----- Stored data

//! Resolution of formatter configuration across all sources.

use std::{fs, sync::Arc};

use gherkin_relay::config::{
    ConfigError,
    ConfigResolver,
    EnvJsonConfigResolver,
    FileConfigResolver,
    FormattersConfigProvider,
    HostConfigResolver,
    MapEnvironment,
    PlaceholderResolver,
};
use rstest::{fixture, rstest};
use serde_json::json;
use tempfile::TempDir;

#[fixture]
fn project() -> TempDir { TempDir::new().expect("temp dir") }

fn write_config(dir: &TempDir, contents: &str) -> std::path::PathBuf {
    let path = dir.path().join("reqnroll.json");
    fs::write(&path, contents).expect("write config");
    path
}

fn provider(env: MapEnvironment, file: Option<std::path::PathBuf>, host: HostConfigResolver) -> FormattersConfigProvider {
    FormattersConfigProvider::standard(Arc::new(env), file, host)
}

#[rstest]
fn later_source_wins(project: TempDir) {
    let file = write_config(&project, r#"{"formatters":{"html":{"outputFilePath":"a"}}}"#);
    let env = MapEnvironment::new().with("REQNROLL_FORMATTERS", r#"{"html":{"outputFilePath":"b"}}"#);
    let provider = provider(env, Some(file), HostConfigResolver::default());

    let html = provider
        .formatter_configuration("html")
        .expect("resolves")
        .expect("html enabled");
    assert_eq!(html.output_file_path.as_deref(), Some("b"));
}

#[test]
fn two_json_sources_merge_in_precedence_order() {
    let dir = TempDir::new().expect("temp dir");
    let file = write_config(&dir, r#"{"formatters":{"html":{"outputFilePath":"a"}}}"#);
    let env = Arc::new(MapEnvironment::new().with("REQNROLL_FORMATTERS", r#"{"html":{"outputFilePath":"b"}}"#));
    let resolvers: Vec<Box<dyn ConfigResolver>> = vec![
        Box::new(FileConfigResolver::new(file)),
        Box::new(EnvJsonConfigResolver::new(env.clone())),
    ];
    let provider = FormattersConfigProvider::new(
        resolvers,
        env.clone(),
        Arc::new(PlaceholderResolver::from_environment(env)),
    );
    let config = provider.configuration().expect("resolves");
    assert_eq!(config.get("html"), json!({"outputFilePath": "b"}).as_object());
}

#[rstest]
#[case::settings("theme=light", Some(json!("light")))]
#[case::bare_enable("true", None)]
fn later_source_replaces_file_settings(
    project: TempDir,
    #[case] value: &str,
    #[case] theme: Option<serde_json::Value>,
) {
    let file = write_config(
        &project,
        r#"{"formatters":{"html":{"outputFilePath":"report.html","theme":"dark"}}}"#,
    );
    let env = MapEnvironment::new().with("REQNROLL_FORMATTERS_HTML", value);
    let provider = provider(env, Some(file), HostConfigResolver::default());

    let html = provider
        .formatter_configuration("html")
        .expect("resolves")
        .expect("html enabled");
    assert_eq!(html.output_file_path, None);
    assert_eq!(html.setting("theme"), theme.as_ref());
}

#[test]
fn key_value_setting_enables_formatter() {
    let env = MapEnvironment::new().with("REQNROLL_FORMATTERS_HTML", "outputFilePath=out.html");
    let provider = provider(env, None, HostConfigResolver::default());

    assert!(provider.enabled().expect("resolves"));
    let html = provider
        .formatter_configuration("html")
        .expect("resolves")
        .expect("html enabled");
    assert_eq!(html.output_file_path.as_deref(), Some("out.html"));
}

#[rstest]
fn key_value_false_disables_configured_formatter(project: TempDir) {
    let file = write_config(&project, r#"{"formatters":{"html":{},"message":{}}}"#);
    let env = MapEnvironment::new().with("REQNROLL_FORMATTERS_HTML", "false");
    let provider = provider(env, Some(file), HostConfigResolver::default());

    assert!(provider.formatter_configuration("html").expect("resolves").is_none());
    assert!(provider.formatter_configuration("message").expect("resolves").is_some());
}

#[test]
fn malformed_key_value_setting_fails_fast() {
    let env = MapEnvironment::new().with("REQNROLL_FORMATTERS_HTML", "outputFilePath=a.html;verbose");
    let provider = provider(env, None, HostConfigResolver::default());

    let err = provider.enabled().expect_err("malformed setting");
    assert!(matches!(err, ConfigError::MalformedSetting { .. }));
    assert_eq!(provider.formatter_configuration("html").expect_err("memoized"), err);
}

#[test]
fn host_parameters_have_the_last_word() {
    let env = MapEnvironment::new().with("REQNROLL_FORMATTERS_HTML", "outputFilePath=env.html");
    let host = HostConfigResolver::new([("html", r"outputFilePath:host.html")]);
    let provider = provider(env, None, host);

    let html = provider
        .formatter_configuration("html")
        .expect("resolves")
        .expect("html enabled");
    assert_eq!(html.output_file_path.as_deref(), Some("host.html"));
}

#[rstest]
#[case("true", false)]
#[case("TRUE", false)]
#[case("false", true)]
#[case("yes", true)]
fn global_disable_flag(#[case] flag: &str, #[case] expect_enabled: bool) {
    let env = MapEnvironment::new()
        .with("REQNROLL_FORMATTERS_HTML", "true")
        .with("REQNROLL_FORMATTERS_DISABLED", flag);
    let provider = provider(env, None, HostConfigResolver::default());

    assert_eq!(provider.enabled().expect("resolves"), expect_enabled);
    assert_eq!(
        provider.formatter_configuration("html").expect("resolves").is_some(),
        expect_enabled
    );
    assert!(provider.configuration().expect("resolves").get("disabled").is_none());
}

#[rstest]
fn invalid_project_file_is_ignored(project: TempDir) {
    let file = write_config(&project, "{ not json");
    let env = MapEnvironment::new().with("REQNROLL_FORMATTERS_MESSAGE", "true");
    let provider = provider(env, Some(file), HostConfigResolver::default());

    let names: Vec<&str> = provider.configuration().expect("resolves").formatter_names().collect();
    assert_eq!(names, ["message"]);
}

----------

Task details> A word-for-word transcription of the listing above is what the answer should contain.

Response area>
//! Resolution of formatter configuration across all sources.

use std::{fs, sync::Arc};

use gherkin_relay::config::{
    ConfigError,
    ConfigResolver,
    EnvJsonConfigResolver,
    FileConfigResolver,
    FormattersConfigProvider,
    HostConfigResolver,
    MapEnvironment,
    PlaceholderResolver,
};
use rstest::{fixture, rstest};
use serde_json::json;
use tempfile::TempDir;

#[fixture]
fn project() -> TempDir { TempDir::new().expect("temp dir") }

fn write_config(dir: &TempDir, contents: &str) -> std::path::PathBuf {
    let path = dir.path().join("reqnroll.json");
    fs::write(&path, contents).expect("write config");
    path
}

fn provider(env: MapEnvironment, file: Option<std::path::PathBuf>, host: HostConfigResolver) -> FormattersConfigProvider {
    FormattersConfigProvider::standard(Arc::new(env), file, host)
}

#[rstest]
fn later_source_wins(project: TempDir) {
    let file = write_config(&project, r#"{"formatters":{"html":{"outputFilePath":"a"}}}"#);
    let env = MapEnvironment::new().with("REQNROLL_FORMATTERS", r#"{"html":{"outputFilePath":"b"}}"#);
    let provider = provider(env, Some(file), HostConfigResolver::default());

    let html = provider
        .formatter_configuration("html")
        .expect("resolves")
        .expect("html enabled");
    assert_eq!(html.output_file_path.as_deref(), Some("b"));
}

#[test]
fn two_json_sources_merge_in_precedence_order() {
    let dir = TempDir::new().expect("temp dir");
    let file = write_config(&dir, r#"{"formatters":{"html":{"outputFilePath":"a"}}}"#);
    let env = Arc::new(MapEnvironment::new().with("REQNROLL_FORMATTERS", r#"{"html":{"outputFilePath":"b"}}"#));
    let resolvers: Vec<Box<dyn ConfigResolver>> = vec![
        Box::new(FileConfigResolver::new(file)),
        Box::new(EnvJsonConfigResolver::new(env.clone())),
    ];
    let provider = FormattersConfigProvider::new(
        resolvers,
        env.clone(),
        Arc::new(PlaceholderResolver::from_environment(env)),
    );
    let config = provider.configuration().expect("resolves");
    assert_eq!(config.get("html"), json!({"outputFilePath": "b"}).as_object());
}

#[rstest]
#[case::settings("theme=light", Some(json!("light")))]
#[case::bare_enable("true", None)]
fn later_source_replaces_file_settings(
    project: TempDir,
    #[case] value: &str,
    #[case] theme: Option<serde_json::Value>,
) {
    let file = write_config(
        &project,
        r#"{"formatters":{"html":{"outputFilePath":"report.html","theme":"dark"}}}"#,
    );
    let env = MapEnvironment::new().with("REQNROLL_FORMATTERS_HTML", value);
    let provider = provider(env, Some(file), HostConfigResolver::default());

    let html = provider
        .formatter_configuration("html")
        .expect("resolves")
        .expect("html enabled");
    assert_eq!(html.output_file_path, None);
    assert_eq!(html.setting("theme"), theme.as_ref());
}

#[test]
fn key_value_setting_enables_formatter() {
    let env = MapEnvironment::new().with("REQNROLL_FORMATTERS_HTML", "outputFilePath=out.html");
    let provider = provider(env, None, HostConfigResolver::default());

    assert!(provider.enabled().expect("resolves"));
    let html = provider
        .formatter_configuration("html")
        .expect("resolves")
        .expect("html enabled");
    assert_eq!(html.output_file_path.as_deref(), Some("out.html"));
}

#[rstest]
fn key_value_false_disables_configured_formatter(project: TempDir) {
    let file = write_config(&project, r#"{"formatters":{"html":{},"message":{}}}"#);
    let env = MapEnvironment::new().with("REQNROLL_FORMATTERS_HTML", "false");
    let provider = provider(env, Some(file), HostConfigResolver::default());

    assert!(provider.formatter_configuration("html").expect("resolves").is_none());
    assert!(provider.formatter_configuration("message").expect("resolves").is_some());
}

#[test]
fn malformed_key_value_setting_fails_fast() {
    let env = MapEnvironment::new().with("REQNROLL_FORMATTERS_HTML", "outputFilePath=a.html;verbose");
    let provider = provider(env, None, HostConfigResolver::default());

    let err = provider.enabled().expect_err("malformed setting");
    assert!(matches!(err, ConfigError::MalformedSetting { .. }));
    assert_eq!(provider.formatter_configuration("html").expect_err("memoized"), err);
}

#[test]
fn host_parameters_have_the_last_word() {
    let env = MapEnvironment::new().with("REQNROLL_FORMATTERS_HTML", "outputFilePath=env.html");
    let host = HostConfigResolver::new([("html", r"outputFilePath:host.html")]);
    let provider = provider(env, None, host);

    let html = provider
        .formatter_configuration("html")
        .expect("resolves")
        .expect("html enabled");
    assert_eq!(html.output_file_path.as_deref(), Some("host.html"));
}

#[rstest]
#[case("true", false)]
#[case("TRUE", false)]
#[case("false", true)]
#[case("yes", true)]
fn global_disable_flag(#[case] flag: &str, #[case] expect_enabled: bool) {
    let env = MapEnvironment::new()
        .with("REQNROLL_FORMATTERS_HTML", "true")
        .with("REQNROLL_FORMATTERS_DISABLED", flag);
    let provider = provider(env, None, HostConfigResolver::default());

    assert_eq!(provider.enabled().expect("resolves"), expect_enabled);
    assert_eq!(
        provider.formatter_configuration("html").expect("resolves").is_some(),
        expect_enabled
    );
    assert!(provider.configuration().expect("resolves").get("disabled").is_none());
}

#[rstest]
fn invalid_project_file_is_ignored(project: TempDir) {
    let file = write_config(&project, "{ not json");
    let env = MapEnvironment::new().with("REQNROLL_FORMATTERS_MESSAGE", "true");
    let provider = provider(env, Some(file), HostConfigResolver::default());

    let names: Vec<&str> = provider.configuration().expect("resolves").formatter_names().collect();
    assert_eq!(names, ["message"]);
}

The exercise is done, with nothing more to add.